→ **Exercise aim**: Show all lines from the data that include the word "received".
BEGIN Provided records
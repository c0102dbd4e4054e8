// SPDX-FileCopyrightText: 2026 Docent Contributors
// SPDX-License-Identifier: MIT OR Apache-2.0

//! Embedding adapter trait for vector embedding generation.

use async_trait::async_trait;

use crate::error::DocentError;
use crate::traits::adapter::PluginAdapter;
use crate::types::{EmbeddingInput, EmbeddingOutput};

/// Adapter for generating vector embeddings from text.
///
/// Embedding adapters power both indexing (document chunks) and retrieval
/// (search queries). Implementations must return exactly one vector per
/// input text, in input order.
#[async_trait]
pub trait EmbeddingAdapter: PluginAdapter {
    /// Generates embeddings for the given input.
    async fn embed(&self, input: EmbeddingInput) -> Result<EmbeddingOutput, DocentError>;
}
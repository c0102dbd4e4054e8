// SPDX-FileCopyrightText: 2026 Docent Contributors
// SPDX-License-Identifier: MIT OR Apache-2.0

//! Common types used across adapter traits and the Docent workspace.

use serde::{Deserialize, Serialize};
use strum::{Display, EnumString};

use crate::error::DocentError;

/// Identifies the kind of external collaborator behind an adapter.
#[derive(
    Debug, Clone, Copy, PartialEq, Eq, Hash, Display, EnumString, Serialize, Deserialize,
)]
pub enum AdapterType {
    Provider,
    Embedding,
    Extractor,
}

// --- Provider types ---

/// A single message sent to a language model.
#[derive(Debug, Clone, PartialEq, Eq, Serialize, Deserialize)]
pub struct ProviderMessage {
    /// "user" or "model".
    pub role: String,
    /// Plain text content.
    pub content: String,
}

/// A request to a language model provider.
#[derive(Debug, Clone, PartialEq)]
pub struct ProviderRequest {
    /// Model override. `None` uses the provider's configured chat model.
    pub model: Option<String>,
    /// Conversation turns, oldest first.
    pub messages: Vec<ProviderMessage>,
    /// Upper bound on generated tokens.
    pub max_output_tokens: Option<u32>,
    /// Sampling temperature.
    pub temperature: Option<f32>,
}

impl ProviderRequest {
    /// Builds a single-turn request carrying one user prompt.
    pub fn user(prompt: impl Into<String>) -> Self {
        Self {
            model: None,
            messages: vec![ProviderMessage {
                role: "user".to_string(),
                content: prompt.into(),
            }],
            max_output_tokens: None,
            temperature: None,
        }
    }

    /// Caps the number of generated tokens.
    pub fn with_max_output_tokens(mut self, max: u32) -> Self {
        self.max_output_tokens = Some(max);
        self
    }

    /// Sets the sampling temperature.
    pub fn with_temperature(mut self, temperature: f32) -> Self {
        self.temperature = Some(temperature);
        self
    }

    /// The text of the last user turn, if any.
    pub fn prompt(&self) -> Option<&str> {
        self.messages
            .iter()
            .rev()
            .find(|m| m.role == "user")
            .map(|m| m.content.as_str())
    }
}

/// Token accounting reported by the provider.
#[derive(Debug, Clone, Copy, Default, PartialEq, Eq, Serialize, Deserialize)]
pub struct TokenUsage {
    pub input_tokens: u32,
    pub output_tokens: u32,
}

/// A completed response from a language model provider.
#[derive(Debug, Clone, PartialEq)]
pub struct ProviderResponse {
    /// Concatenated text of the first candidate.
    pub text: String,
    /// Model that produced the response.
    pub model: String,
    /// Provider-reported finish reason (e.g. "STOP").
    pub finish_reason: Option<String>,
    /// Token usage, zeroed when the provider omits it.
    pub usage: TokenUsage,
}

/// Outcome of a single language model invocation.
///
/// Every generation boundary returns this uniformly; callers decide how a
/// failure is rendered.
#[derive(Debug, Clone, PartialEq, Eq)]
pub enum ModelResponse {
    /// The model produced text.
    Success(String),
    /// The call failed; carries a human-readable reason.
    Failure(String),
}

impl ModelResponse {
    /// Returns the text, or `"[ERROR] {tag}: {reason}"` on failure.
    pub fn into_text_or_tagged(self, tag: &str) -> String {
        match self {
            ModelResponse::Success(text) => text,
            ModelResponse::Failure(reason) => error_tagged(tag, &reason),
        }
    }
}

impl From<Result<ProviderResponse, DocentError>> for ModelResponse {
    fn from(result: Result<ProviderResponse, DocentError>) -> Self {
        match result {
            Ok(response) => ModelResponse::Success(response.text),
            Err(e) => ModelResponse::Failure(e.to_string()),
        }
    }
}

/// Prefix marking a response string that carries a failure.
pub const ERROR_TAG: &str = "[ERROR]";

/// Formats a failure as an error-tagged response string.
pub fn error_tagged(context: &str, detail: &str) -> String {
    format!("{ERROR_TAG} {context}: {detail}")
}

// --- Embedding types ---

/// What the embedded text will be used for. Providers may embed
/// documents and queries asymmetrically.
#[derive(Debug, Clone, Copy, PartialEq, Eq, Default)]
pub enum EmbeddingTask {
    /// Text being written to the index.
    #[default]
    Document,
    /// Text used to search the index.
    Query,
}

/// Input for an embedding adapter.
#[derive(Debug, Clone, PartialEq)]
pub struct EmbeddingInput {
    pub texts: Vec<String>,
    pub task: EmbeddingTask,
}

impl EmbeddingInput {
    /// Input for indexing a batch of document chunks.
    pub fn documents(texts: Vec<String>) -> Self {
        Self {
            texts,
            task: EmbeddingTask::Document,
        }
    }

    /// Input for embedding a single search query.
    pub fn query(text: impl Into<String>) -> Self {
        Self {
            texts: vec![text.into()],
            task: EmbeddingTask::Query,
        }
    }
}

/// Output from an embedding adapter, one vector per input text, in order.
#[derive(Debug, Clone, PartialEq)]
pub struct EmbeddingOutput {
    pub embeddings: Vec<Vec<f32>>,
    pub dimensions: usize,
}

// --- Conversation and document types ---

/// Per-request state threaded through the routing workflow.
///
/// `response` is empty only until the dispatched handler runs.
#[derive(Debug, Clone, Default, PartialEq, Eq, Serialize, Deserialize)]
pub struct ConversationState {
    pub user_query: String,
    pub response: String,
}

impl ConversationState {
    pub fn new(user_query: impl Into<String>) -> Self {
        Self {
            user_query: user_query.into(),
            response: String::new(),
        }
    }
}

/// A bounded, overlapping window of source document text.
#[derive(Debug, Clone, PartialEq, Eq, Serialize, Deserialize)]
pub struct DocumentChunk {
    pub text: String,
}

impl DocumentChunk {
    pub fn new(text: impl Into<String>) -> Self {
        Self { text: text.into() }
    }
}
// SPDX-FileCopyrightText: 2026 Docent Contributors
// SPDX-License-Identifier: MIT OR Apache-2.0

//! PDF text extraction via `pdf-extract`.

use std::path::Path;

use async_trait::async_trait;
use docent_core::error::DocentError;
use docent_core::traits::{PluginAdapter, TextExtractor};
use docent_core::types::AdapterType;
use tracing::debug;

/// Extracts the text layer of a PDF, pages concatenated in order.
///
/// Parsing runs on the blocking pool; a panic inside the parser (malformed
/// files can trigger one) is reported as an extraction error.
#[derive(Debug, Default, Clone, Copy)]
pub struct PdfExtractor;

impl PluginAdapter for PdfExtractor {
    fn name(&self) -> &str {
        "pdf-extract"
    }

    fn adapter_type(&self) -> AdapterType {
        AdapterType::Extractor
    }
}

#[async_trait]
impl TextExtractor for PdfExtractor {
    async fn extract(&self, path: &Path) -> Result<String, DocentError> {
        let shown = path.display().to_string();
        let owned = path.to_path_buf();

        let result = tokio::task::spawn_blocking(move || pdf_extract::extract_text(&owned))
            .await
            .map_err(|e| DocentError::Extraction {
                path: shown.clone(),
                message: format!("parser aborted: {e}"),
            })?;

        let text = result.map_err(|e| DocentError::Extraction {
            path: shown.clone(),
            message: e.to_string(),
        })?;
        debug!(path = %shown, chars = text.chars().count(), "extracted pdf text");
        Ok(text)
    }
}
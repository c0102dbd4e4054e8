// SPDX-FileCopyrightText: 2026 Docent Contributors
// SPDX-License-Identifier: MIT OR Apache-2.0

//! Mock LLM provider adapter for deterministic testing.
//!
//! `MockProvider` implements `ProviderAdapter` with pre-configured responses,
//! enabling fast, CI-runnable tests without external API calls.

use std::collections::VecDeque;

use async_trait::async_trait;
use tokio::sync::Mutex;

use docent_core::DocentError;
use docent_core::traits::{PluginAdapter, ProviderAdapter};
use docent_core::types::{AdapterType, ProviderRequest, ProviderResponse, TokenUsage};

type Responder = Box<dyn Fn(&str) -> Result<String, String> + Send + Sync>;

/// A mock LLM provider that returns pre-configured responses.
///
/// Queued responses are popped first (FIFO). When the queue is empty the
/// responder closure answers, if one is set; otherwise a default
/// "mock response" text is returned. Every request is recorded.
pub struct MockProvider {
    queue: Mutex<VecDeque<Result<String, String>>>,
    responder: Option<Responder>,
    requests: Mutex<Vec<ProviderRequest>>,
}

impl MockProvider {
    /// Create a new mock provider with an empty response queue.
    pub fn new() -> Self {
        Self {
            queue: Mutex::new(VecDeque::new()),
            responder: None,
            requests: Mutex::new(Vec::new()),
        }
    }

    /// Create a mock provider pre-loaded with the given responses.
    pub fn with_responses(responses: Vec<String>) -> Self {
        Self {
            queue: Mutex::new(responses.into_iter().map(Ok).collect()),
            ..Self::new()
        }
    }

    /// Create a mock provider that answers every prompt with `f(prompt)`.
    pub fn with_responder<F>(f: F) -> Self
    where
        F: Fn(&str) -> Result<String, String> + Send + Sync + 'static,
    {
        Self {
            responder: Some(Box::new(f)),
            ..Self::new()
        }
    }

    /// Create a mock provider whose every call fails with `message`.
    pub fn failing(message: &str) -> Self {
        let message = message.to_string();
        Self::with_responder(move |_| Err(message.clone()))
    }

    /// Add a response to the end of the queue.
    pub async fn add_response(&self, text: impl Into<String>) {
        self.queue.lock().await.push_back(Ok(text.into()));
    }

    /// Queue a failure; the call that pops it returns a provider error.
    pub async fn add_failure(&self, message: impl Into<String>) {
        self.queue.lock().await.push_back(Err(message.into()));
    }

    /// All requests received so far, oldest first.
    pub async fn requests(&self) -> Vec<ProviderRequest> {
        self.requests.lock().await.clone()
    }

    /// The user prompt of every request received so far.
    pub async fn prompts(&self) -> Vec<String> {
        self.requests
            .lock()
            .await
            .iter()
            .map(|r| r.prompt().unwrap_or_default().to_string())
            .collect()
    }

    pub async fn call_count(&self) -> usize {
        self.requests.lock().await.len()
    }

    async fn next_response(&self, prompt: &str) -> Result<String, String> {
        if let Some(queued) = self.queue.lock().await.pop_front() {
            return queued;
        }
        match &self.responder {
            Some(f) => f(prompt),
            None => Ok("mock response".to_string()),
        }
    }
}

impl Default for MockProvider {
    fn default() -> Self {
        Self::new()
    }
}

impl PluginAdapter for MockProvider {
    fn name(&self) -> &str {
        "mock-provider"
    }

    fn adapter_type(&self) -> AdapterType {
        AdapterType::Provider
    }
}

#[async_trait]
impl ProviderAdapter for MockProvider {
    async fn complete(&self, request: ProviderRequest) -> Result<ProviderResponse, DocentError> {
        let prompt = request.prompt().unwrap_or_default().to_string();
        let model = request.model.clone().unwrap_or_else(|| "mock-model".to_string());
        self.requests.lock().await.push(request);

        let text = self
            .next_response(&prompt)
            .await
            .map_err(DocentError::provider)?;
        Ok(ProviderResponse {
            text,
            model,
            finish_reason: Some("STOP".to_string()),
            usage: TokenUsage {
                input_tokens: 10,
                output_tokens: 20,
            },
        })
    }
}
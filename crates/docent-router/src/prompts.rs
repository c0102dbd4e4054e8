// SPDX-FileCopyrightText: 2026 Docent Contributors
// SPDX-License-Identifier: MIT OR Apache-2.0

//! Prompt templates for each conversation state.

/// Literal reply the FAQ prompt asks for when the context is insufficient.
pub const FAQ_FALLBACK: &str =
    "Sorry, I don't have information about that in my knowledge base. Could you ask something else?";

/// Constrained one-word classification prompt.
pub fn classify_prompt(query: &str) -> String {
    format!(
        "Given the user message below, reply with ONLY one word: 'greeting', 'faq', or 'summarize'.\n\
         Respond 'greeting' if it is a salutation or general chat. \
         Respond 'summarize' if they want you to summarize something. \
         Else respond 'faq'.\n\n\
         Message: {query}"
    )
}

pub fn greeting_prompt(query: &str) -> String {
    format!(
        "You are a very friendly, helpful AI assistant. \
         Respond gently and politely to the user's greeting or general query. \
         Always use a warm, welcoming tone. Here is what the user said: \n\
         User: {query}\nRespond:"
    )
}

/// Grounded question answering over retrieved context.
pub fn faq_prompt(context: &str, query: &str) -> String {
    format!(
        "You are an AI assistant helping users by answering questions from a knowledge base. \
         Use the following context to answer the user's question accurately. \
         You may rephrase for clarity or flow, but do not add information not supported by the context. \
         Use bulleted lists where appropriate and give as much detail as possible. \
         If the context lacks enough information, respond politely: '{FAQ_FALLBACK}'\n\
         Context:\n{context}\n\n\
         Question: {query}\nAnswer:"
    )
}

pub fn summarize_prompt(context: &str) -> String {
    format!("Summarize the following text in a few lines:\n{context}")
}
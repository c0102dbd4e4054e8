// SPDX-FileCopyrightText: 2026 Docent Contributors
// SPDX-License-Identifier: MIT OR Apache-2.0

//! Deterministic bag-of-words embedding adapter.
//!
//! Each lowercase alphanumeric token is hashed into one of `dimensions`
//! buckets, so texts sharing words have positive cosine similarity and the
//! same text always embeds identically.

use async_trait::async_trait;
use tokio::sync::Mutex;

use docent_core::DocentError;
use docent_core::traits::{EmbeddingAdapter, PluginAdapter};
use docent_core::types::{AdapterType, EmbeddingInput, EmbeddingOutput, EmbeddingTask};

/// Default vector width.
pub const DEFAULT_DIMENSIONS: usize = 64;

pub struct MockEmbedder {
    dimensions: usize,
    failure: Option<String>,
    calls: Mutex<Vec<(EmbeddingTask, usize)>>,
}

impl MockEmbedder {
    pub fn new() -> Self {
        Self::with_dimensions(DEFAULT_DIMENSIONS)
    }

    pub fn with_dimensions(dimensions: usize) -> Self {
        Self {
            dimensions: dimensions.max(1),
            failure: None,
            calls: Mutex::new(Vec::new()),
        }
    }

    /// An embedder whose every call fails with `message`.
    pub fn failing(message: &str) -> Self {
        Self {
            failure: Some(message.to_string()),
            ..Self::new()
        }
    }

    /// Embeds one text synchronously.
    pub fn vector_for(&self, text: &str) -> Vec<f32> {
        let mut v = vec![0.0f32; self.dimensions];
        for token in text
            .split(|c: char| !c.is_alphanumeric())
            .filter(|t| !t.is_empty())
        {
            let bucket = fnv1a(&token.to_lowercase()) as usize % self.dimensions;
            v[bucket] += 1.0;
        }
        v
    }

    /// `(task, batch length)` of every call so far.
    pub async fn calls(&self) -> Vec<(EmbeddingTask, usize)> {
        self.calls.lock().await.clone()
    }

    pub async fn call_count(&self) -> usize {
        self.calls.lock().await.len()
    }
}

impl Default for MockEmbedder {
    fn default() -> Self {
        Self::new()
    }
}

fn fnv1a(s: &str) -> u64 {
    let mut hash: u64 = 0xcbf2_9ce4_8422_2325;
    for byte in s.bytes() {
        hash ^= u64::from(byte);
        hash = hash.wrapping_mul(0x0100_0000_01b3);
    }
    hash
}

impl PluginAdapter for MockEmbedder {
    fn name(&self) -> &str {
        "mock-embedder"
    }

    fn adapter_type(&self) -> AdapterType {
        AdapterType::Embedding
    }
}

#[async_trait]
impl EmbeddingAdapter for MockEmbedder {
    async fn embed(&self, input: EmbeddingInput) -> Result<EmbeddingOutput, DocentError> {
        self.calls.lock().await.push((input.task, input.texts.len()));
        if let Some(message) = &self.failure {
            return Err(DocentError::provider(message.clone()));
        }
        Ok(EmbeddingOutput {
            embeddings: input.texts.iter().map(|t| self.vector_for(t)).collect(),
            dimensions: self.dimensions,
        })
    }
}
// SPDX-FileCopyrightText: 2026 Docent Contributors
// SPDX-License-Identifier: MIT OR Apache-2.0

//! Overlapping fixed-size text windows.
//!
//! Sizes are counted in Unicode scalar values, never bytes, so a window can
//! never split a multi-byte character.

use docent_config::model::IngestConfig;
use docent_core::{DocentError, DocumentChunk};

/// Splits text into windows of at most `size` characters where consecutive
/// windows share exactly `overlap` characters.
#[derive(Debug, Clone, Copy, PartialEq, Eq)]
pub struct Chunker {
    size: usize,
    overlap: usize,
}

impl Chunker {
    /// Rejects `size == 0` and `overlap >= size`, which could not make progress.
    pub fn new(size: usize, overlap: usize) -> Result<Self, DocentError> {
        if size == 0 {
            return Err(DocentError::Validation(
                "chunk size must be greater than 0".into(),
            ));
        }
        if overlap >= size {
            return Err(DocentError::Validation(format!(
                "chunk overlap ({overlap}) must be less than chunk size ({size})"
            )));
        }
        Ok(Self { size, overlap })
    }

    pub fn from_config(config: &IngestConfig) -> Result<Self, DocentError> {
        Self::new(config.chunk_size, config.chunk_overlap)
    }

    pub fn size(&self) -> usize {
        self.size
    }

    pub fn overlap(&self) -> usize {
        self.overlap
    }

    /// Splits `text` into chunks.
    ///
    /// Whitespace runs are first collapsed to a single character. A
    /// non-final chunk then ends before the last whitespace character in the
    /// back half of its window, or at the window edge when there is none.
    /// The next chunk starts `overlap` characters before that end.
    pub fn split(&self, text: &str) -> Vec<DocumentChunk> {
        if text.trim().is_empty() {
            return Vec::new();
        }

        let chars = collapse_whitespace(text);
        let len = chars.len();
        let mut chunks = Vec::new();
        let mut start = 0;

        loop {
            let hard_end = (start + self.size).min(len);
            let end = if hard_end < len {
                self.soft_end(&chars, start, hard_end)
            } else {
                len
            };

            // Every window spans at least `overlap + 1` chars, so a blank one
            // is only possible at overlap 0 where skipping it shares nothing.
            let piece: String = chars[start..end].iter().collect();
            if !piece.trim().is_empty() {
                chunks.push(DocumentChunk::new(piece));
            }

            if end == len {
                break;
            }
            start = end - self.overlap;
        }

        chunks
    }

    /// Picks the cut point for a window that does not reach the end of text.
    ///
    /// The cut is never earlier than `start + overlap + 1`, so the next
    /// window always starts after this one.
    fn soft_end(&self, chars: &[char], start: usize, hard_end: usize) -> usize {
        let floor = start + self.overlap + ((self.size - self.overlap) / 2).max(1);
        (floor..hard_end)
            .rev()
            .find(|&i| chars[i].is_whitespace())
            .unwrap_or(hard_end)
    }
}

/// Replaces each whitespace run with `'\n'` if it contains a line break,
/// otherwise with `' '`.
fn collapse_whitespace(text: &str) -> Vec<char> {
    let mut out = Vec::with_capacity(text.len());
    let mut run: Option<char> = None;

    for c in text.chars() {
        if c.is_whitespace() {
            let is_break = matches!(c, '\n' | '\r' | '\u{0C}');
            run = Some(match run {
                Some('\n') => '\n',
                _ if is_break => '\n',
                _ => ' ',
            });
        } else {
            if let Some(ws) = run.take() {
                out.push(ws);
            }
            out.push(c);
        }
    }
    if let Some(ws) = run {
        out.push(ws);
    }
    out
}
END Provided records
→ **Your response**:
    /// All requests received so far, oldest first.
    /// The user prompt of every request received so far.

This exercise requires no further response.